**What you have to do**
All of the lines below should be output exactly as shown.

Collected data
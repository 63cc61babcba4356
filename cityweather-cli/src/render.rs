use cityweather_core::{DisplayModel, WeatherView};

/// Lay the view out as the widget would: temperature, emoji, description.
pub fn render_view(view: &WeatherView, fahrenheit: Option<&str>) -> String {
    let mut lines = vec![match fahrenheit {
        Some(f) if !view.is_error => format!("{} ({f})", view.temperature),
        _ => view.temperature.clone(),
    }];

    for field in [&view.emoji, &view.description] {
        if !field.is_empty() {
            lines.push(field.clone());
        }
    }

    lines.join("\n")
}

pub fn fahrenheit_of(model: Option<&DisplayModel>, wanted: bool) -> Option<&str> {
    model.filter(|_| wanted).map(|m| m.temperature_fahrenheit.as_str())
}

**Worked solution**
repository 63cc61babcba4356
filename cityweather-cli/src/render.rs
use cityweather_core::{DisplayModel, WeatherView};

/// Lay the view out as the widget would: temperature, emoji, description.
pub fn render_view(view: &WeatherView, fahrenheit: Option<&str>) -> String {
    let mut lines = vec![match fahrenheit {
        Some(f) if !view.is_error => format!("{} ({f})", view.temperature),
        _ => view.temperature.clone(),
    }];

    for field in [&view.emoji, &view.description] {
        if !field.is_empty() {
            lines.push(field.clone());
        }
    }

    lines.join("\n")
}

pub fn fahrenheit_of(model: Option<&DisplayModel>, wanted: bool) -> Option<&str> {
    model.filter(|_| wanted).map(|m| m.temperature_fahrenheit.as_str())
}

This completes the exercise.